■ Exercise inputs
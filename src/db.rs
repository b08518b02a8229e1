//! Connection handling for the relational store.

use std::str::FromStr;

use anyhow::{Context, Result};
use sqlx::sqlite::{SqliteConnectOptions, SqliteJournalMode, SqlitePoolOptions};
use sqlx::SqlitePool;

use crate::config::Config;

/// Open (creating if needed) the relational database at the configured
/// path, WAL mode, small pool.
pub async fn connect(config: &Config) -> Result<SqlitePool> {
    if let Some(parent) = config.db.path.parent() {
        std::fs::create_dir_all(parent)
            .with_context(|| format!("Failed to create {}", parent.display()))?;
    }

    let options = SqliteConnectOptions::from_str(&format!("sqlite:{}", config.db.path.display()))?
        .create_if_missing(true)
        .journal_mode(SqliteJournalMode::Wal);

    let pool = SqlitePoolOptions::new()
        .max_connections(5)
        .connect_with(options)
        .await
        .with_context(|| format!("Failed to open database at {}", config.db.path.display()))?;

    Ok(pool)
}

■ Brief
Please retype every entry above exactly as it stands.

■ Task answer
filename src/db.rs
repository b08518b02a8229e1
//! Connection handling for the relational store.

use std::str::FromStr;

use anyhow::{Context, Result};
use sqlx::sqlite::{SqliteConnectOptions, SqliteJournalMode, SqlitePoolOptions};
use sqlx::SqlitePool;

use crate::config::Config;

/// Open (creating if needed) the relational database at the configured
/// path, WAL mode, small pool.
pub async fn connect(config: &Config) -> Result<SqlitePool> {
    if let Some(parent) = config.db.path.parent() {
        std::fs::create_dir_all(parent)
            .with_context(|| format!("Failed to create {}", parent.display()))?;
    }

    let options = SqliteConnectOptions::from_str(&format!("sqlite:{}", config.db.path.display()))?
        .create_if_missing(true)
        .journal_mode(SqliteJournalMode::Wal);

    let pool = SqlitePoolOptions::new()
        .max_connections(5)
        .connect_with(options)
        .await
        .with_context(|| format!("Failed to open database at {}", config.db.path.display()))?;

    Ok(pool)
}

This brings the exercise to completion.